Le premier article de Mallarmé sur Manet — Le jury de peinture pour 1874 et M. Manet — date de 1874. Mallarmé y défend le peintre contre « la triste politique » du jury du Salon qui n’a accepté qu’un tableau sur trois et empêche le public « de voir tout ce qu’il y a ». Dans une lettre du 12 avril 1874, Manet le remercie : « Mon cher ami, si j’avais quelques défenseurs comme vous je me f… absolument du jury. »

En 1875, le poète publie Le Corbeau, un « livre-objet » de dix pages (35 x 54,5 cm) où le texte original de Poe, la traduction de Mallarmé et les illustrations de Manet sont, sur le même plan, également mis en valeur, inaugurant « une conception nouvelle entre poésie et peinture » (Isabella Checcaglini).

Le corbeau (1875)
Edgar Allan Poe, Le Corbeau, traduction de Stéphane Mallarmé et illustrations par Edouard Manet, Paris, 1875.
Texte imprimé et eau-forte. Paris, Bibliothèque nationale de France, département Réserve des livres rares.
Crédits : © BnF.

Texte d’Edgar Poe
Traduit par Stéphane Mallarmé

Ex-libris lithographié par Edouard Manet.
L’ex-libris porte un envoi autographe de Mallarmé, signé par Mallarmé et Manet « A Monsieur Gaston de Saint-Valry. Exemplaire offert par M.M. S. Mallarmé et E. Manet » 

Dans une lettre à la poétesse Sarah Helen Whitman du 31 mars 1877, Mallarmé écrit :

« Le Corbeau vous a plu : j’en suis heureux : ce que vous dites de ma prose où j’ai tenté de conserver quelque chose du chant original, me charme ; quant aux illustrations si intenses et si modernes à la fois, je pensais bien que vous les aimeriez, dans leur réalité toute [sic] imaginative. L’ombre de l’oiseau dans la dernière ne me déplaît pas, comme mobile et juste ; mais j’aime moins la présence de la chaise, et comprend que vous avez trouvé le tout trop sommaire. Manet appartient complètement au mouvement artistique contemporain ; et (quant à la peinture) il en est le chef. »

Le Corbeau sur wikisource

L’après-midi d’un faune (1876)

Texte de Stéphane Mallarmé
avec frontispice, fleurons et cul-de-lampe de Manet

En septembre 1881, Manet envoie à Mallarmé des illustrations pour les Poèmes d’Edgar Poe traduits par l’écrivain (Portrait d’Edgar PoeAnnabel LeeLa Cité en merLa dormeuse) et publiés en 1888 cinq après la mort de Manet. Il accompagne son envoi d’un billet :

Mon cher ami, je joins à mes affreux dessins un autographe pour Mlle Mallarmé, il est de circonstance et fera bien en sa collection.
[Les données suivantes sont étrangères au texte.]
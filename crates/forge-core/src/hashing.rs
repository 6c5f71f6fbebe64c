use sha2::{Digest, Sha256};

/// First 16 hex characters of SHA-256(content), used as the content-address
/// for artifact nodes (`ArtifactNode.content_hash`).
pub fn content_hash(content: &str) -> String {
    let digest = Sha256::digest(content.as_bytes());
    let hex = format!("{:x}", digest);
    hex[..16].to_string()
}

#[cfg(test)]
mod tests {
    use super::*;

    #[test]
    fn hash_is_sixteen_hex_chars() {
        let hash = content_hash("erDiagram\n  USER ||--o{ ORDER : places");
        assert_eq!(hash.len(), 16);
        assert!(hash.chars().all(|c| c.is_ascii_hexdigit()));
    }

    #[test]
    fn hash_changes_with_content() {
        assert_ne!(content_hash("a"), content_hash("b"));
        assert_eq!(content_hash("a"), content_hash("a"));
    }
}
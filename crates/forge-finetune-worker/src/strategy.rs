use std::path::Path;
use std::sync::atomic::{AtomicBool, Ordering};
use std::sync::Arc;

use forge_core::{ForgeError, Result};

use crate::job::TrainingJob;

/// Shared between the worker loop and a running strategy; checked between
/// epochs/steps so a job can be cancelled cleanly.
#[derive(Clone, Default)]
pub struct CancelFlag(Arc<AtomicBool>);

impl CancelFlag {
    pub fn new() -> Self {
        Self(Arc::new(AtomicBool::new(false)))
    }

    pub fn set(&self) {
        self.0.store(true, Ordering::SeqCst);
    }

    pub fn is_set(&self) -> bool {
        self.0.load(Ordering::SeqCst)
    }

    pub fn check(&self) -> Result<()> {
        if self.is_set() {
            return Err(ForgeError::InvalidOperation("training cancelled".into()));
        }
        Ok(())
    }
}

/// The name and capability set of a model produced by a successful training
/// run, enough for the worker to register it in the model registry.
pub struct TrainedModel {
    pub model_name: String,
    pub is_fine_tuned: bool,
}

/// One training backend. `ollama_strategy` and `huggingface_strategy`
/// implement this for the Ollama and HuggingFace training paths; the worker picks
/// one per job based on `TrainingJob::use_huggingface`.
pub trait TrainingStrategy {
    fn train(&self, job: &TrainingJob, dataset_path: &Path, cancel: &CancelFlag) -> Result<TrainedModel>;
}
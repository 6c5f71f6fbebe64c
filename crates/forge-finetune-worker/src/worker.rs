use std::path::PathBuf;
use std::sync::Arc;
use std::time::Duration;

use forge_core::config_manager::FineTuneConfig;
use forge_core::{ForgeError, ModelId, ModelInfo, ModelRouting, ModelStatus, Provider, Result};
use forge_finetune::FineTunePool;
use forge_registry::ModelRouter;
use tracing::{error, info, warn};

use crate::dataset::{dataset_path, validate_dataset_file, write_jsonl};
use crate::huggingface_strategy::HuggingFaceLoraStrategy;
use crate::job::{error_log_path, JobStatus, JobStore, TrainingJob};
use crate::ollama_strategy::OllamaModelfileStrategy;
use crate::strategy::{CancelFlag, TrainingStrategy};

/// Background worker that polls `jobs_dir` at `poll_interval`, running as a
/// separate OS process. All cross-process state is JSON files replaced
/// atomically; this struct holds no state the request-serving process needs
/// to know about beyond what's on disk.
pub struct FineTuneWorker {
    job_store: JobStore,
    jobs_dir: PathBuf,
    pool: Arc<FineTunePool>,
    router: Arc<ModelRouter>,
    finetune_config: FineTuneConfig,
    poll_interval: Duration,
}

impl FineTuneWorker {
    pub fn new(
        jobs_dir: impl Into<PathBuf>,
        pool: Arc<FineTunePool>,
        router: Arc<ModelRouter>,
        finetune_config: FineTuneConfig,
    ) -> Result<Self> {
        let jobs_dir = jobs_dir.into();
        let job_store = JobStore::new(&jobs_dir)?;
        Ok(Self {
            job_store,
            jobs_dir,
            pool,
            router,
            finetune_config,
            poll_interval: Duration::from_secs(60),
        })
    }

    pub fn with_poll_interval(mut self, interval: Duration) -> Self {
        self.poll_interval = interval;
        self
    }

    /// Runs until `cancel` is set, polling once per `poll_interval`.
    pub async fn run(&self, cancel: CancelFlag) -> Result<()> {
        loop {
            if let Err(e) = self.poll_once(&cancel) {
                error!(error = %e, "fine-tune worker poll failed");
            }
            if cancel.is_set() {
                return Ok(());
            }
            tokio::time::sleep(self.poll_interval).await;
        }
    }

    /// Processes every queued job currently on disk once. Returns the number
    /// of jobs processed (completed, failed, or cancelled).
    pub fn poll_once(&self, cancel: &CancelFlag) -> Result<usize> {
        let queued = self.job_store.queued_jobs()?;
        let mut processed = 0;
        for job in queued {
            if cancel.is_set() {
                break;
            }
            self.process_job(job, cancel)?;
            processed += 1;
        }
        Ok(processed)
    }

    fn process_job(&self, mut job: TrainingJob, cancel: &CancelFlag) -> Result<()> {
        if job.training_examples.len() < self.finetune_config.incremental_batch_threshold {
            warn!(
                artifact_type = %job.artifact_type.value(),
                "job has fewer examples than the batch threshold, skipping for now"
            );
            return Ok(());
        }

        job.status = JobStatus::Preparing;
        self.job_store.save(&job)?;

        let data_path = dataset_path(&self.jobs_dir, &job.id);
        if let Err(e) = write_jsonl(&job.training_examples, &data_path) {
            return self.fail(job, e);
        }
        if let Err(e) = validate_dataset_file(&data_path) {
            return self.fail(job, e);
        }

        job.status = JobStatus::Training;
        self.job_store.save(&job)?;

        let trained = if job.use_huggingface {
            let strategy = HuggingFaceLoraStrategy::new(self.finetune_config.clone());
            strategy.train(&job, &data_path, cancel)
        } else {
            let strategy = OllamaModelfileStrategy::new();
            strategy.train(&job, &data_path, cancel)
        };

        let trained = match trained {
            Ok(t) => t,
            Err(e) => {
                if cancel.is_set() {
                    job.status = JobStatus::Cancelled;
                    job.updated_at = chrono::Utc::now();
                    self.job_store.save(&job)?;
                    return Ok(());
                }
                return self.fail(job, e);
            }
        };

        self.register_trained_model(&job, &trained.model_name)?;

        job.mark_completed(trained.model_name);
        self.job_store.save(&job)?;
        self.pool.clear_pool(&job.artifact_type)?;

        info!(
            artifact_type = %job.artifact_type.value(),
            model = %job.fine_tuned_model_name.as_deref().unwrap_or(""),
            "fine-tune job completed"
        );
        Ok(())
    }

    fn fail(&self, mut job: TrainingJob, err: ForgeError) -> Result<()> {
        let log_path = error_log_path(&self.jobs_dir, &job.id);
        if let Some(parent) = log_path.parent() {
            std::fs::create_dir_all(parent)?;
        }
        std::fs::write(&log_path, format!("{err:?}"))?;

        job.mark_failed(err.to_string(), format!("{err:?}"));
        self.job_store.save(&job)?;
        error!(artifact_type = %job.artifact_type.value(), error = %job.error.as_deref().unwrap_or(""), "fine-tune job failed");
        Ok(())
    }

    /// Post-training effects: register the model, set it primary for the
    /// artifact type, demote the prior primary to the head of fallbacks.
    fn register_trained_model(&self, job: &TrainingJob, model_name: &str) -> Result<()> {
        let provider = if job.use_huggingface {
            Provider::HuggingFace
        } else {
            Provider::Ollama
        };
        let model_id = ModelId::new(provider, model_name);

        let mut info = ModelInfo::new(model_id.clone(), model_name.to_string());
        info.status = ModelStatus::Available;
        info.is_fine_tuned = true;
        info.capabilities.insert(job.artifact_type.clone());
        info.metadata = serde_json::json!({
            "base_model": job.base_model,
            "artifact_type": job.artifact_type.value(),
            "created_at": chrono::Utc::now().to_rfc3339(),
            "status": "ready",
        });
        self.router.register_model(info)?;

        let routing = match self.router.routing_for(&job.artifact_type) {
            Some(mut existing) => {
                if existing.primary_model_id != model_id {
                    existing.fallback_model_ids.retain(|id| id != &model_id);
                    existing.fallback_model_ids.insert(0, existing.primary_model_id.clone());
                    existing.primary_model_id = model_id.clone();
                }
                existing
            }
            None => ModelRouting::new(job.artifact_type.clone(), model_id, vec![]),
        };
        self.router.update_routing(routing)
    }
}
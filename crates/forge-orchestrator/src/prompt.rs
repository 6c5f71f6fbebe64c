use forge_core::ArtifactType;

/// Built prompt for one provider call: an optional system message (diagram
/// syntax rules) plus the user message (requirements + context, or a custom
/// template's full substitution).
pub struct BuiltPrompt {
    pub system: Option<String>,
    pub user: String,
}

/// Diagram-category system prompt: exact syntax rules for the artifact kind
/// plus an explicit "output ONLY the diagram code" directive. Returns `None`
/// for non-diagram categories, which get no system message prepended.
fn diagram_system_prompt(artifact_type: &ArtifactType) -> Option<String> {
    let rules = match artifact_type {
        ArtifactType::MermaidErd => {
            "Use Mermaid erDiagram syntax. Declare at least two entities as `NAME { type name [PK|FK|UK] }` \
             blocks and at least one relationship using a valid cardinality symbol: ||--||, ||--o{, }o--o{, ||--o|."
        }
        ArtifactType::MermaidArchitecture | ArtifactType::MermaidFlowchart => {
            "Use Mermaid flowchart syntax. Start with a direction declaration (TD, TB, BT, LR, or RL), \
             declare at least three nodes with an explicit shape, and connect them with at least two edges."
        }
        ArtifactType::MermaidSequence => {
            "Use Mermaid sequenceDiagram syntax. Declare participants and at least two messages using \
             ->> or -->> arrows."
        }
        ArtifactType::MermaidClass => {
            "Use Mermaid classDiagram syntax. Declare at least two classes, each with a `{ ... }` body \
             listing its members."
        }
        ArtifactType::MermaidState => {
            "Use Mermaid stateDiagram-v2 syntax starting with `stateDiagram-v2` and declare at least two \
             state transitions with `-->`."
        }
        ArtifactType::MermaidComponent => {
            "Use Mermaid flowchart syntax with subgraphs representing components, each containing at \
             least one node, connected by at least two edges."
        }
        ArtifactType::MermaidGantt => {
            "Use Mermaid gantt syntax. Include a `title` line and a `dateFormat` line. Never use the word \
             'depend' anywhere in a task line. Each task line must be `Name :id[, startRef], duration`."
        }
        ArtifactType::MermaidPie => "Use Mermaid pie chart syntax starting with `pie` followed by `\"label\" : value` entries.",
        ArtifactType::MermaidJourney => "Use Mermaid journey syntax with sections and `Task: score: Actor` entries.",
        ArtifactType::MermaidMindmap => "Use Mermaid mindmap syntax with a single root and indented child nodes.",
        ArtifactType::MermaidGitGraph => "Use Mermaid gitGraph syntax with `commit`, `branch`, `checkout`, and `merge` statements.",
        ArtifactType::MermaidTimeline => "Use Mermaid timeline syntax starting with `timeline` and `section` groupings of dated entries.",
        ArtifactType::C4Context => "Use Mermaid C4Context syntax with Person/System/System_Ext declarations and Rel() relationships.",
        ArtifactType::C4Container => "Use Mermaid C4Container syntax with Container() declarations grouped by System_Boundary and Rel() relationships.",
        ArtifactType::C4Component => "Use Mermaid C4Component syntax with Component() declarations and Rel() relationships.",
        ArtifactType::C4Deployment => "Use Mermaid C4Deployment syntax with Deployment_Node() nesting and Rel() relationships.",
        _ => return None,
    };
    Some(format!(
        "{rules}\n\nOutput ONLY the diagram code. Do not include explanations, markdown fences, or any text before or after the diagram."
    ))
}

/// Default prompt shape: requirements + assembled context + a fixed
/// instructions block.
fn default_user_prompt(pretty_type: &str, sanitized_notes: &str, sanitized_context: &str) -> String {
    format!(
        "Generate a {pretty_type}\n\n\
         ## Requirements\n{sanitized_notes}\n\n\
         ## Project Context (from codebase)\n{sanitized_context}\n\n\
         ## Instructions\n\
         1. Complete and production-ready\n\
         2. Follow best practices\n\
         3. Include necessary details\n\
         4. Validate syntax."
    )
}

/// Builds the prompt for one generation attempt. When `custom_template` is
/// set (a registered custom artifact type's template), it replaces the
/// default prompt shape entirely via `{meeting_notes}`/`{context}`
/// substitution; the diagram system prompt (if any) is still prepended.
/// `include_tests` only has an effect for `ArtifactType::CodePrototype`: it
/// asks for an `=== IMPLEMENTATION ===` / `=== TESTS ===` separator, which
/// the code validator then requires.
pub fn build_prompt(
    meeting_notes: &str,
    assembled_context: &str,
    artifact_type: &ArtifactType,
    custom_template: Option<&str>,
    include_tests: bool,
) -> BuiltPrompt {
    let mut user = match custom_template {
        Some(template) => template
            .replace("{meeting_notes}", meeting_notes)
            .replace("{context}", assembled_context),
        None => default_user_prompt(&artifact_type.pretty_name(), meeting_notes, assembled_context),
    };

    if include_tests && matches!(artifact_type, ArtifactType::CodePrototype) {
        user.push_str(
            "\n5. Separate implementation from tests using exactly two lines, `=== IMPLEMENTATION ===` \
             followed later by `=== TESTS ===`, each on its own line.",
        );
    }

    BuiltPrompt {
        system: diagram_system_prompt(artifact_type),
        user,
    }
}

#[cfg(test)]
mod tests {
    use super::*;

    #[test]
    fn diagram_prompt_includes_output_only_directive() {
        let prompt = build_prompt("notes", "ctx", &ArtifactType::MermaidErd, None, false);
        assert!(prompt.system.unwrap().contains("Output ONLY the diagram code"));
        assert!(prompt.user.contains("## Requirements"));
    }

    #[test]
    fn doc_type_has_no_system_prompt() {
        let prompt = build_prompt("notes", "ctx", &ArtifactType::ApiDocs, None, false);
        assert!(prompt.system.is_none());
    }

    #[test]
    fn custom_template_replaces_default_shape_entirely() {
        let template = "Custom: {meeting_notes} / {context}";
        let prompt = build_prompt(
            "notes",
            "ctx",
            &ArtifactType::Custom("risk_matrix".into()),
            Some(template),
            false,
        );
        assert_eq!(prompt.user, "Custom: notes / ctx");
    }

    #[test]
    fn include_tests_appends_separator_instruction_for_code_prototype() {
        let prompt = build_prompt("notes", "ctx", &ArtifactType::CodePrototype, None, true);
        assert!(prompt.user.contains("=== IMPLEMENTATION ==="));
        assert!(prompt.user.contains("=== TESTS ==="));
    }

    #[test]
    fn include_tests_has_no_effect_outside_code_prototype() {
        let prompt = build_prompt("notes", "ctx", &ArtifactType::MermaidErd, None, true);
        assert!(!prompt.user.contains("IMPLEMENTATION"));
    }
}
Il les lui avait d’abord refusées, le 30 juillet 1881 en lui écrivant :

Mon cher capitaine, vous savez si j’aime m’embarquer avec vous pour un travail quelconque, mais aujourd’hui c’est au-dessus de mes forces.

puis il s’était ravisé :

J’ai des remords et crains que vous ne m’en veuillez un peu, car j’y songe, c’est de l’égoïsme de n’avoir pas quand même accepté le travail que vous me proposiez, mais aussi certaines choses, que vous m’indiquiez me semblent impossibles à faire, entre autres, la femme qu’on voyait dans son lit par une fenêtre. / Vous autres poètes, vous êtes terribles et il est souvent impossible de figurer vos fantaisies, […] S’il est possible de renouer l’affaire au retour de Paris, je tâcherais d’être à la hauteur du poète et du traducteur, et puis je vous aurais là pour me donner l’élan (Lettres citées par Wilson-Bareau, Manet par lui-même, Atlas, 1991. [6])

Poèmes d’Edgar Poe
Les dessins de Manet (1881)
Portrait d’Edgar Poe, 1881. 28 x 21,4 cm. BnF, département des Estampes

 Annabel Lee, 1881. BnF, département des Estampes.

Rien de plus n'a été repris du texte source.